The Lunacy of “Trigger Warnings”

June 3, 2014

By Mark Tapson at Acculturated

It’s official: we have raised at least one generation so privileged and self-centered that it makes demands on life instead of the other way around.

The New York Times reported recently on the rise of university student requests for “trigger warnings,” alerts from the professor that the syllabus material students may encounter in the course might deeply disturb them – re-traumatizing, for example, rape victims or war veterans suffering from post-traumatic stress disorder.

The student government at the University of California, Santa Barbara (UCSB) formally called for trigger warnings, and similar requests have been made at Oberlin College, Rutgers University, the University of Michigan, and George Washington University, among others.

In a Rutgers newspaper editorial, for example, a student explained that trigger warnings are necessary for professors “to create a safe space for their students.” As examples, he cited Virginia Woolf’s Mrs. Dalloway, which addresses suicide, and hyperbolically describes “scenes that reference gory, abusive and misogynistic violence” in The Great Gatsby.

UCSB sophomore Bailey Loverin has a slightly more legitimate complaint. Loverin is one of the students who requested trigger warnings. A victim herself of sexual abuse, she approached a professor after he showed a film depicting rape, and suggested that he should warn students. I don’t know how graphic that film was, but I could concede that if professors are dealing in course material that really is graphic, then a general warning to that effect is appropriate.

For example, Lisa Hajjar, a UCSB sociology professor, uses graphic depictions of torture in her courses about war. I could accept the argument that students should know what they are in for if they take the class. But Hajjar complains that

Any kind of blanket trigger policy is inimical to academic freedom. Any student can request some sort of individual accommodation, but to say we need some kind of one-size-fits-all approach is totally wrong. The presumption there is that students should not be forced to deal with something that makes them uncomfortable is absurd or even dangerous.

Speaking of absurd, a draft guide for trigger warnings circulated at Oberlin College is laughable in the extent of its catalog of topics considered disturbing. It urged professors to “be aware of racism, classism, sexism, heterosexism, cissexism, ableism, and other issues of privilege and oppression.” I’m not sure there is any work of art that would make the cut in that list. “Realize that all forms of violence are traumatic,” the guide continues, “and that your students have lives before and outside your classroom, experiences you may not expect or understand.” I think the writer of that guide should realize that it is condescending, and that students need to get over themselves and understand that the world, including a college classroom, doesn’t owe them any sensitivity to their personal circumstances, so they need to handle it or get help.

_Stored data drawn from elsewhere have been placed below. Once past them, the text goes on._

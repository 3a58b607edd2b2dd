//! # sdmx-tabular
//!
//! Streaming conversion between tabular text and SDMX datasets.
//!
//! Input and output can be delimited, fixed-width or multi-level
//! ("hierarchical") text. A [`ColumnMapping`](sdmx_types::ColumnMapping) ties
//! each concept of a [`StructureDescriptor`](sdmx_types::StructureDescriptor)
//! to physical columns, fixed literals or auto-placed columns.
//!
//! - [`ReaderEngine`] pulls dataset attributes, keyables and observations
//!   from a stream, recording recoverable problems as [`ValidationError`]s
//! - [`WriterEngine`] serializes the same events back to text
//!
//! ## Features
//!
//! - `parallel` (default): Enables [`FieldWidths::measure_parallel`] via rayon.
//!
//! ## Usage
//!
//! ```rust
//! use std::io::Cursor;
//! use std::sync::Arc;
//!
//! use sdmx_tabular::{ReaderConfig, ReaderEngine, WriterConfig, WriterEngine};
//! use sdmx_types::{ColumnMapping, ColumnRef, Concept, MappingEntry, StructureDescriptor};
//!
//! let dsd = Arc::new(StructureDescriptor::new(vec![
//!     Concept::dimension("REF_AREA"),
//!     Concept::time_dimension("TIME_PERIOD"),
//!     Concept::primary_measure("OBS_VALUE"),
//! ]));
//!
//! let input = Cursor::new("GR;2005;1\nFR;2005;2\n");
//! let mut reader = ReaderEngine::new(input, dsd.clone(), ReaderConfig::default())?;
//! let events = reader.read_all()?;
//!
//! let mapping = ColumnMapping::new()
//!     .with("TIME_PERIOD", MappingEntry::column(ColumnRef::index(1)))
//!     .with("REF_AREA", MappingEntry::column(ColumnRef::index(2)))
//!     .with("OBS_VALUE", MappingEntry::column(ColumnRef::index(3)));
//! let mut writer = WriterEngine::new(Vec::new(), dsd, WriterConfig::delimited(b',', mapping))?;
//! writer.write_all(&events)?;
//! let (output, _) = writer.close()?;
//!
//! assert_eq!(String::from_utf8(output).unwrap(), "2005,GR,1\n2005,FR,2\n");
//! # Ok::<(), sdmx_tabular::TabularError>(())
//! ```

#![warn(missing_docs)]

mod builder;
pub mod codec;
mod header;
mod reader;
mod resolver;
mod types;
mod validation;
mod writer;

// Re-export sdmx-types for convenience
pub use sdmx_types;

pub use builder::{RecordBuilder, RowContext};
pub use header::{check_header_order, infer_mapping, positional_mapping};
pub use reader::ReaderEngine;
pub use resolver::{ColumnLocator, ConceptResolver};
pub use types::{
    CarryForward, HeaderPolicy, ReadStats, ReaderConfig, TabularError, TabularResult, WriteStats,
    WriterConfig,
};
pub use validation::{ErrorCode, ErrorKind, Position, Severity, ValidationError, ValidationTracker};
pub use writer::{event_values, FieldWidths, ValueMap, WriteLevel, WriterEngine};

#[cfg(test)]
mod tests {
    use super::*;
    use sdmx_types::{
        AttachmentLevel, ColumnMapping, ColumnRef, Concept, DatasetEvent, MappingEntry,
        StructureDescriptor,
    };
    use std::io::Cursor;
    use std::sync::Arc;

    fn descriptor() -> Arc<StructureDescriptor> {
        Arc::new(StructureDescriptor::new(vec![
            Concept::dimension("FREQ"),
            Concept::dimension("REF_AREA"),
            Concept::time_dimension("TIME_PERIOD"),
            Concept::primary_measure("OBS_VALUE"),
            Concept::attribute("OBS_STATUS", AttachmentLevel::Observation),
            Concept::attribute("UNIT_MULT", AttachmentLevel::Dataset),
        ]))
    }

    #[test]
    fn test_events_survive_json_interchange() {
        let input = "A;GR;2005;23871;P;3\nA;GR;2006;24012;;3\nQ;FR;2005-Q1;7;E;3\n";
        let mut reader = ReaderEngine::new(Cursor::new(input), descriptor(), ReaderConfig::default()).unwrap();
        let events = reader.read_all().unwrap();
        assert_eq!(reader.error_count(), 0);

        let json = serde_json::to_string(&events).unwrap();
        let parsed: Vec<DatasetEvent> = serde_json::from_str(&json).unwrap();
        assert_eq!(parsed, events);

        let mapping = ColumnMapping::new()
            .with("FREQ", MappingEntry::column(ColumnRef::range(1, 1)))
            .with("REF_AREA", MappingEntry::column(ColumnRef::range(2, 3)))
            .with("TIME_PERIOD", MappingEntry::column(ColumnRef::range(4, 10)))
            .with("OBS_VALUE", MappingEntry::column(ColumnRef::range(11, 16)))
            .with("OBS_STATUS", MappingEntry::column(ColumnRef::range(17, 17)))
            .with("UNIT_MULT", MappingEntry::column(ColumnRef::range(18, 18)));
        let mut writer =
            WriterEngine::new(Vec::new(), descriptor(), WriterConfig::fixed_width(mapping.clone())).unwrap();
        writer.write_all(&parsed).unwrap();
        let (output, stats) = writer.close().unwrap();
        assert_eq!(stats.observations, 3);

        let config = ReaderConfig::fixed_width(mapping);
        let mut reread = ReaderEngine::new(Cursor::new(output), descriptor(), config).unwrap();
        assert_eq!(reread.read_all().unwrap(), events);
        assert_eq!(reread.error_count(), 0);
    }

    #[test]
    fn test_error_codes_exported() {
        assert_eq!(ErrorCode::ColumnOutOfRange.kind(), ErrorKind::Structural);
        assert_eq!(WriteLevel::Group("SIBLING".into()), WriteLevel::Group("SIBLING".into()));
    }
}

“Frankly,” says Greg Lukianoff, president of the Foundation for Individual Rights in Education, “it seems this is sort of an inevitable movement toward people increasingly expecting physical comfort and intellectual comfort in their lives. It is only going to get harder to teach people that there is a real important and serious value to being offended. Part of that is talking about deadly serious and uncomfortable subjects.”

Rebecca Joines Shinsky at Book Riot takes a dim view of editorials (like mine) that complain about trigger warnings, which she favors because “people matter more” than books. She admits that “I’m not an educator, and I’m not here to make a declaration about how schools should address students’ concerns about triggering content,” but that “there is no scene in literature that is so important that reading it should supercede a reader’s psychological health.”

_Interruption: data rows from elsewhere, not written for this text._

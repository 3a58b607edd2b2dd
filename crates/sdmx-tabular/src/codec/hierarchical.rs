//! Hierarchical (multi-level) delimited codec.
//!
//! Every row starts with a level token `1..=levels`. Level 1 rows carry the
//! outermost values, the deepest level carries observations. Column indexes
//! of a level count the fields after the token.

use std::io::{Read, Write};

use super::{DelimitedDecoder, DelimitedEncoder, DelimitedOptions, PhysicalRow, RowDecoder, RowEncoder};
use crate::types::TabularResult;
use crate::validation::{ErrorCode, Position, ValidationTracker};

/// Options for hierarchical text.
#[derive(Debug, Clone, PartialEq, Eq)]
pub struct HierarchicalOptions {
    /// Tokenizer options shared by every level.
    pub delimited: DelimitedOptions,
    /// Number of levels; rows with a level outside `1..=levels` are rejected.
    pub levels: u32,
}

impl Default for HierarchicalOptions {
    fn default() -> Self {
        Self {
            delimited: DelimitedOptions::default(),
            levels: 2,
        }
    }
}

/// Streaming decoder for hierarchical text.
#[derive(Debug)]
pub struct HierarchicalDecoder<R: Read> {
    inner: DelimitedDecoder<R>,
    levels: u32,
    skipped: usize,
}

impl<R: Read> HierarchicalDecoder<R> {
    /// Creates a decoder.
    pub fn new(source: R, options: &HierarchicalOptions) -> Self {
        Self {
            inner: DelimitedDecoder::new(source, &options.delimited),
            levels: options.levels,
            skipped: 0,
        }
    }

    /// Returns the underlying stream.
    pub fn into_inner(self) -> R {
        self.inner.into_inner()
    }

    /// Reads the next row without interpreting a level token.
    pub fn next_raw_row(&mut self, tracker: &mut ValidationTracker) -> TabularResult<Option<PhysicalRow>> {
        self.inner.next_row(tracker)
    }

    fn parse_level(&self, token: &str) -> Option<u32> {
        token
            .trim()
            .parse::<u32>()
            .ok()
            .filter(|level| (1..=self.levels).contains(level))
    }
}

impl<R: Read> RowDecoder for HierarchicalDecoder<R> {
    fn next_row(&mut self, tracker: &mut ValidationTracker) -> TabularResult<Option<PhysicalRow>> {
        while let Some(mut row) = self.inner.next_row(tracker)? {
            if row.is_blank() {
                // Leave blank-row policy to the reader.
                return Ok(Some(row));
            }
            let token = row.fields.first().map(String::as_str).unwrap_or("");
            match self.parse_level(token) {
                Some(level) => {
                    row.fields.remove(0);
                    return Ok(Some(row.with_level(level)));
                }
                None => {
                    let message = format!(
                        "level token '{}' is not a level between 1 and {}",
                        token, self.levels
                    );
                    tracker.report(
                        ErrorCode::MalformedLevel,
                        message,
                        Position {
                            row: row.number,
                            level: None,
                            column: Some(1),
                        },
                    );
                    self.skipped += 1;
                }
            }
        }
        Ok(None)
    }

    fn rows_skipped(&self) -> usize {
        self.skipped
    }
}

/// Hierarchical text writer. Rows must carry a level.
#[derive(Debug)]
pub struct HierarchicalEncoder<W: Write> {
    inner: DelimitedEncoder<W>,
}

impl<W: Write> HierarchicalEncoder<W> {
    /// Creates an encoder.
    pub fn new(sink: W, options: &HierarchicalOptions) -> Self {
        Self {
            inner: DelimitedEncoder::new(sink, &options.delimited),
        }
    }

    /// Flushes and returns the underlying sink.
    pub fn into_inner(self) -> TabularResult<W> {
        self.inner.into_inner()
    }
}

impl<W: Write> RowEncoder for HierarchicalEncoder<W> {
    fn write_row(&mut self, row: &PhysicalRow) -> TabularResult<()> {
        let mut fields = Vec::with_capacity(row.fields.len() + 1);
        fields.push(row.level.unwrap_or(1).to_string());
        fields.extend(row.fields.iter().cloned());
        self.inner.write_row(&PhysicalRow::new(row.number, fields))
    }

    fn flush(&mut self) -> TabularResult<()> {
        self.inner.flush()
    }
}

#[cfg(test)]
mod tests {
    use super::*;
    use std::io::Cursor;

    fn decode_all(input: &str) -> (Vec<PhysicalRow>, ValidationTracker, usize) {
        let mut decoder = HierarchicalDecoder::new(
            Cursor::new(input.as_bytes().to_vec()),
            &HierarchicalOptions::default(),
        );
        let mut tracker = ValidationTracker::default();
        let mut rows = Vec::new();
        while let Some(row) = decoder.next_row(&mut tracker).unwrap() {
            rows.push(row);
        }
        let skipped = decoder.rows_skipped();
        (rows, tracker, skipped)
    }

    #[test]
    fn test_decode_levels() {
        let (rows, tracker, skipped) = decode_all("1;GR\n2;2005;1\n2;2006;2\n1;FR\n2;2005;3\n");
        assert_eq!(rows.len(), 5);
        assert_eq!(rows[0].level, Some(1));
        assert_eq!(rows[0].fields, vec!["GR"]);
        assert_eq!(rows[1].level, Some(2));
        assert_eq!(rows[1].fields, vec!["2005", "1"]);
        assert_eq!(rows[4].number, 5);
        assert_eq!(tracker.error_count(), 0);
        assert_eq!(skipped, 0);
    }

    #[test]
    fn test_malformed_level_is_skipped() {
        let (rows, tracker, skipped) = decode_all("1;GR\nX;2005;1\n3;2006;2\n2;2007;3\n");
        assert_eq!(rows.len(), 2);
        assert_eq!(rows[1].fields, vec!["2007", "3"]);
        assert_eq!(skipped, 2);
        assert_eq!(tracker.error_count(), 2);
        assert!(tracker
            .errors()
            .iter()
            .all(|e| e.code == ErrorCode::MalformedLevel));
        assert_eq!(tracker.errors()[0].position.row, 2);
    }

    #[test]
    fn test_raw_row_keeps_header_token() {
        let mut decoder = HierarchicalDecoder::new(
            Cursor::new(b"LEVEL;A;B\n1;GR;F\n".to_vec()),
            &HierarchicalOptions::default(),
        );
        let mut tracker = ValidationTracker::default();
        let header = decoder.next_raw_row(&mut tracker).unwrap().unwrap();
        assert_eq!(header.fields, vec!["LEVEL", "A", "B"]);
        assert_eq!(header.level, None);

        let row = decoder.next_row(&mut tracker).unwrap().unwrap();
        assert_eq!(row.level, Some(1));
        assert_eq!(row.fields, vec!["GR", "F"]);
        assert_eq!(tracker.error_count(), 0);
        assert_eq!(decoder.rows_skipped(), 0);
    }

    #[test]
    fn test_encode_prepends_level() {
        let mut encoder = HierarchicalEncoder::new(Vec::new(), &HierarchicalOptions::default());
        encoder
            .write_row(&PhysicalRow::new(1, vec!["GR".into()]).with_level(1))
            .unwrap();
        encoder
            .write_row(&PhysicalRow::new(2, vec!["2005".into(), "1".into()]).with_level(2))
            .unwrap();
        let out = String::from_utf8(encoder.into_inner().unwrap()).unwrap();
        assert_eq!(out, "1;GR\n2;2005;1\n");
    }
}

Jenny Jarvie at The New Republic disagrees:

Structuring public life around the most fragile personal sensitivities will only restrict all of our horizons. Engaging with ideas involves risk, and slapping warnings on them only undermines the principle of intellectual exploration. We cannot anticipate every potential trigger—the world, like the Internet, is too large and unwieldy. But even if we could, why would we want to? Bending the world to accommodate our personal frailties does not help us overcome them.

I couldn’t agree more with Ms. Jarvie. This is not to diminish anyone’s legitimate personal trauma, but if a college student is so sensitive that he or she is incapable of reading something as innocuous as The Great Gatsby or the anti-Semitism in The Merchant of Venice without suffering a psychological setback, then that student is in for a rude awakening about the real world. Institutions of higher learning exist, at least in theory, to open up students to the world, not to guarantee them safe passage through it.